Isinglass was originally made exclusively from sturgeon, until the 1795 invention by William Murdoch of a cheap substitute using cod. This was extensively used in Britain in place of Russian isinglass. The bladders, once removed from the fish and processed, are formed into various shapes for use.
Isinglass finings are used extensively as a processing aid in the British brewing industry to accelerate the fining, or clarification, of beer. They are used particularly in the production of cask-conditioned beers, known as real ale, although there are a few cask ales available which are not fined using isinglass. The finings flocculate the live yeast in the beer into a jelly-like mass, which settles to the bottom of the cask. Left to itself, beer will clear naturally; however, the use of isinglass finings accelerates the process. Isinglass is sometimes used with an auxiliary fining, which further accelerates the process of sedimentation.
Non-cask beers which are destined for kegs, cans or bottles are often pasteurised and filtered. The yeast in these beers tends to settle to the base of the storage tank naturally, so the sediment from these beers can often be filtered without using isinglass. However, some breweries still use isinglass finings for non-cask beers, especially when attempting to repair bad batches.

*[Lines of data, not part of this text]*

use std::sync::LazyLock;

use regex::Regex;

/// User mention markup: `<@123>` or the legacy nickname form `<@!123>`.
static MENTION_RE: LazyLock<Option<Regex>> = LazyLock::new(|| Regex::new(r"<@!?(\d+)>").ok());

/// Extract user ids from mention markup in `text`, in order of first
/// appearance. Repeated mentions are collapsed; anything that is not a
/// mention is ignored.
pub fn parse_mentions(text: &str) -> Vec<String> {
    let mut ids: Vec<String> = Vec::new();
    let Some(re) = MENTION_RE.as_ref() else {
        return ids;
    };
    for caps in re.captures_iter(text) {
        let id = &caps[1];
        if !ids.iter().any(|seen| seen == id) {
            ids.push(id.to_string());
        }
    }
    ids
}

Although very little isinglass remains in the beer when it is drunk, many vegetarians consider beers (such as Guinness and almost all real ales), which are processed with these finings, to be unsuitable for vegetarian diets (although acceptable for pescetarians). A beer-fining agent that is suitable for vegetarians is Irish moss, a type of red alga also known as carrageenan. However carrageenan-based products (used in both the boiling process and post-fermentation) primarily reduce hazes caused by proteins, but isinglass is used at the end of the brewing process, after fermentation, to remove yeast. Since the two fining agents act differently (on different haze-forming particles) they are not interchangeable and some beers make use of both.